I'm Kate and Finger, Fork and Knife is where I record the recipes that excite, nourish and inspire me. I focus on wholesome, high-nutrition, home-cooked food – recipes that satisfy and delight. Welcome!
This is one of the simplest treats I know how to make. Rich, dark and just-the-right-amount-of-bitterness chocolate is melted above gently simmering water and then spooned into whisper-thin rounds, dotted with sugared-hazelnuts, pistachios, rose turkish delight and sea salt. These little chocolate snaps are the perfect after-dinner sweet to end the night with.
100 g good-quality dark chocolate
2 tbsp hazelnuts, roughly chopped
½ tsp caster sugar
2 tbsp pistachios, shelled, roughly chopped
2 squares of good quality store bought rose turkish delight, chopped
Sea salt flakes, to sprinkle
1. Preheat oven to 180C
2. Place hazelnuts on a baking tray lined with baking paper. Roast in the oven for 2 minutes. Remove the hazelnuts from the oven and scatter over caster sugar. Return to the oven for a further 1 minute. Remove from oven. Set aside.

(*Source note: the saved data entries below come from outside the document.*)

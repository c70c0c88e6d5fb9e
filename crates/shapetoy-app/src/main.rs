//! Native entry point: replays the demo script headlessly and builds a Vello scene.

#[cfg(feature = "native")]
fn main() {
    env_logger::init();
    log::info!("Starting ShapeToy (headless)");

    if let Err(err) = run() {
        log::error!("{err}");
        std::process::exit(1);
    }
}

#[cfg(feature = "native")]
fn run() -> Result<(), shapetoy_app::AppError> {
    use shapetoy_app::{AppConfig, headless};

    let config = match std::env::args().nth(1) {
        Some(path) => AppConfig::load(path)?,
        None => AppConfig::default(),
    };

    let session = headless::replay(&config, &headless::demo_script());
    let mut renderer = shapetoy_render::VelloRenderer::new();
    headless::render(&session, &config, &mut renderer)?;

    for shape in session.canvas().shapes() {
        let anchor = shape.anchor();
        println!("{} {} at ({}, {})", shape.kind().name(), shape.id(), anchor.x, anchor.y);
    }
    Ok(())
}

#[cfg(not(feature = "native"))]
fn main() {
    panic!("Native feature not enabled. Use `cargo run --features native`");
}
//! Canvas document and state management.

use crate::config::{EditorConfig, ShapeDefaults};
use crate::hit_test::hit_test;
use crate::selection::SelectionSet;
use crate::shapes::{Circle, Rectangle, Shape, ShapeId, ShapeKind};
use kurbo::{Point, Size};

/// A canvas document: the shapes in z-order (back to front).
#[derive(Debug, Clone, PartialEq)]
pub struct CanvasDocument {
    /// All shapes, later entries drawn on top.
    shapes: Vec<Shape>,
}

impl Default for CanvasDocument {
    fn default() -> Self {
        Self::new()
    }
}

impl CanvasDocument {
    /// Create a new empty document.
    pub fn new() -> Self {
        Self { shapes: Vec::new() }
    }

    /// Append a shape on top of the others.
    pub fn add_shape(&mut self, shape: Shape) -> ShapeId {
        let id = shape.id();
        self.shapes.push(shape);
        id
    }

    /// Get a shape by ID.
    pub fn get_shape(&self, id: ShapeId) -> Option<&Shape> {
        self.shapes.iter().find(|s| s.id() == id)
    }

    /// Z-index of a shape.
    pub fn position(&self, id: ShapeId) -> Option<usize> {
        self.shapes.iter().position(|s| s.id() == id)
    }

    /// Get shapes in z-order (back to front).
    pub fn shapes(&self) -> &[Shape] {
        &self.shapes
    }

    /// Replace the whole sequence.
    pub fn set_shapes(&mut self, shapes: Vec<Shape>) {
        self.shapes = shapes;
    }

    /// Replace the shape with `id` in its slot. The replacement keeps the old id.
    pub fn replace_shape(&mut self, id: ShapeId, mut replacement: Shape) -> bool {
        let Some(index) = self.position(id) else {
            return false;
        };
        replacement.set_id(id);
        self.shapes[index] = replacement;
        true
    }

    /// Find the topmost shape at a point.
    pub fn shape_at(&self, point: Point) -> Option<ShapeId> {
        hit_test(point, &self.shapes).map(Shape::id)
    }

    /// Check if the document is empty.
    pub fn is_empty(&self) -> bool {
        self.shapes.is_empty()
    }

    /// Get the number of shapes.
    pub fn len(&self) -> usize {
        self.shapes.len()
    }
}

/// Runtime canvas state: the document plus selection and hover.
#[derive(Debug, Clone)]
pub struct Canvas {
    /// The document being edited.
    pub document: CanvasDocument,
    /// Currently selected shapes.
    selection: SelectionSet,
    /// Shape under the pointer, if any.
    hovered: Option<ShapeId>,
    /// Drawable area.
    size: Size,
    /// Palette defaults.
    defaults: ShapeDefaults,
}

impl Default for Canvas {
    fn default() -> Self {
        Self::new()
    }
}

impl Canvas {
    /// Create a new canvas with an empty document.
    pub fn new() -> Self {
        Self::with_config(&EditorConfig::default())
    }

    pub fn with_config(config: &EditorConfig) -> Self {
        Self {
            document: CanvasDocument::new(),
            selection: SelectionSet::new(),
            hovered: None,
            size: config.canvas_size,
            defaults: config.defaults.clone(),
        }
    }

    pub fn size(&self) -> Size {
        self.size
    }

    pub fn shapes(&self) -> &[Shape] {
        self.document.shapes()
    }

    /// Add a palette shape with the default geometry on top of the others.
    pub fn add_shape(&mut self, kind: ShapeKind) -> ShapeId {
        let d = &self.defaults;
        let shape: Shape = match kind {
            ShapeKind::Rectangle => Rectangle::new(d.position, d.rect_width, d.rect_height)
                .with_fill(d.fill_color)
                .into(),
            ShapeKind::Circle => Circle::new(d.position, d.circle_radius)
                .with_fill(d.fill_color)
                .into(),
        };
        let id = self.document.add_shape(shape);
        log::info!("Added {} {}", kind.name(), id);
        id
    }

    /// Topmost shape at a canvas-local point.
    pub fn shape_at(&self, point: Point) -> Option<ShapeId> {
        self.document.shape_at(point)
    }

    pub fn selection(&self) -> &SelectionSet {
        &self.selection
    }

    /// Apply a selection click; ids not in the document are treated as empty canvas.
    pub fn select(&mut self, shape: Option<ShapeId>, additive: bool) {
        let shape = shape.filter(|&id| self.document.get_shape(id).is_some());
        self.selection.select(shape, additive);
    }

    pub fn clear_selection(&mut self) {
        self.selection.clear();
    }

    /// Check if a shape is selected.
    pub fn is_selected(&self, id: ShapeId) -> bool {
        self.selection.contains(id)
    }

    /// The single selected shape, `None` for zero or several.
    pub fn single_selected(&self) -> Option<&Shape> {
        self.selection
            .single()
            .and_then(|id| self.document.get_shape(id))
    }

    pub fn hovered(&self) -> Option<ShapeId> {
        self.hovered
    }

    /// Set the hovered shape. Returns whether it changed.
    pub fn set_hovered(&mut self, id: Option<ShapeId>) -> bool {
        let id = id.filter(|&id| self.document.get_shape(id).is_some());
        if self.hovered == id {
            return false;
        }
        self.hovered = id;
        true
    }

    /// Replace the shape sequence, dropping selection and hover entries that vanished.
    pub fn set_shapes(&mut self, shapes: Vec<Shape>) {
        self.document.set_shapes(shapes);
        self.selection.retain_existing(self.document.shapes());
        if let Some(id) = self.hovered {
            if self.document.get_shape(id).is_none() {
                self.hovered = None;
            }
        }
    }
}

#[cfg(test)]
mod tests {
    use super::*;
    use crate::shapes::ShapeColor;
    use uuid::Uuid;

    #[test]
    fn test_document_creation() {
        let doc = CanvasDocument::new();
        assert!(doc.is_empty());
    }

    #[test]
    fn test_add_rectangle_defaults() {
        let mut canvas = Canvas::new();
        let id = canvas.add_shape(ShapeKind::Rectangle);

        let rect = canvas.document.get_shape(id).unwrap().as_rectangle().unwrap();
        assert!((rect.position.x - 50.0).abs() < f64::EPSILON);
        assert!((rect.position.y - 50.0).abs() < f64::EPSILON);
        assert!((rect.width - 175.0).abs() < f64::EPSILON);
        assert!((rect.height - 100.0).abs() < f64::EPSILON);
        assert_eq!(rect.fill_color.to_hex(), "#ff0000");
    }

    #[test]
    fn test_add_circle_defaults() {
        let mut canvas = Canvas::new();
        let id = canvas.add_shape(ShapeKind::Circle);

        let circle = canvas.document.get_shape(id).unwrap().as_circle().unwrap();
        assert_eq!(circle.center, Point::new(50.0, 50.0));
        assert!((circle.radius - 50.0).abs() < f64::EPSILON);
        assert_eq!(circle.fill_color, ShapeColor::red());
    }

    #[test]
    fn test_add_appends_on_top() {
        let mut canvas = Canvas::new();
        let first = canvas.add_shape(ShapeKind::Rectangle);
        let second = canvas.add_shape(ShapeKind::Circle);
        assert_eq!(canvas.document.position(first), Some(0));
        assert_eq!(canvas.document.position(second), Some(1));
        assert_eq!(canvas.shape_at(Point::new(60.0, 60.0)), Some(second));
    }

    #[test]
    fn test_canvas_selection() {
        let mut canvas = Canvas::new();
        let id = canvas.add_shape(ShapeKind::Rectangle);

        assert!(!canvas.is_selected(id));
        canvas.select(Some(id), false);
        assert!(canvas.is_selected(id));
        assert_eq!(canvas.single_selected().map(Shape::id), Some(id));
        canvas.clear_selection();
        assert!(!canvas.is_selected(id));
    }

    #[test]
    fn test_unknown_id_is_not_selected() {
        let mut canvas = Canvas::new();
        canvas.add_shape(ShapeKind::Rectangle);
        canvas.select(Some(Uuid::new_v4()), true);
        assert!(canvas.selection().is_empty());
    }

    #[test]
    fn test_identical_shapes_select_independently() {
        let mut canvas = Canvas::new();
        let a = canvas.add_shape(ShapeKind::Rectangle);
        let b = canvas.add_shape(ShapeKind::Rectangle);
        canvas.select(Some(b), false);
        assert!(canvas.is_selected(b));
        assert!(!canvas.is_selected(a));
    }

    #[test]
    fn test_replace_shape_keeps_slot_and_id() {
        let mut canvas = Canvas::new();
        let a = canvas.add_shape(ShapeKind::Rectangle);
        canvas.add_shape(ShapeKind::Circle);

        let replacement: Shape = Rectangle::new(Point::new(1.0, 2.0), 3.0, 4.0).into();
        assert!(canvas.document.replace_shape(a, replacement));
        let shape = &canvas.shapes()[0];
        assert_eq!(shape.id(), a);
        assert_eq!(shape.anchor(), Point::new(1.0, 2.0));
        assert!(!canvas.document.replace_shape(Uuid::new_v4(), shape.clone()));
    }

    #[test]
    fn test_set_shapes_drops_dangling_state() {
        let mut canvas = Canvas::new();
        let a = canvas.add_shape(ShapeKind::Rectangle);
        let b = canvas.add_shape(ShapeKind::Circle);
        canvas.select(Some(a), false);
        canvas.select(Some(b), true);
        canvas.set_hovered(Some(a));

        let keep: Vec<Shape> = canvas.shapes()[1..].to_vec();
        canvas.set_shapes(keep);
        assert!(!canvas.is_selected(a));
        assert!(canvas.is_selected(b));
        assert_eq!(canvas.hovered(), None);
    }

    #[test]
    fn test_hover_change_detection() {
        let mut canvas = Canvas::new();
        let a = canvas.add_shape(ShapeKind::Rectangle);
        assert!(canvas.set_hovered(Some(a)));
        assert!(!canvas.set_hovered(Some(a)));
        assert!(canvas.set_hovered(None));
        assert!(!canvas.set_hovered(Some(Uuid::new_v4())));
    }
}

3. Roughly break up the chocolate and place in a heat proof bowl. Set the bowl over a saucepan of simmering water – don’t let the bowl touch the water – heat until the chocolate is smooth and melted. Remove from heat.
4. Line another baking tray with baking paper. Spoon little round disc shapes of chocolate onto the baking paper.
5. While the chocolate is still warm, sprinkle over the hazelnuts, pistachios, turkish delight and some sea salt flakes.
6. Place the tray of chocolates into the fridge for 15-20 minutes until set, then carefully transfer to a serving plate. Serve.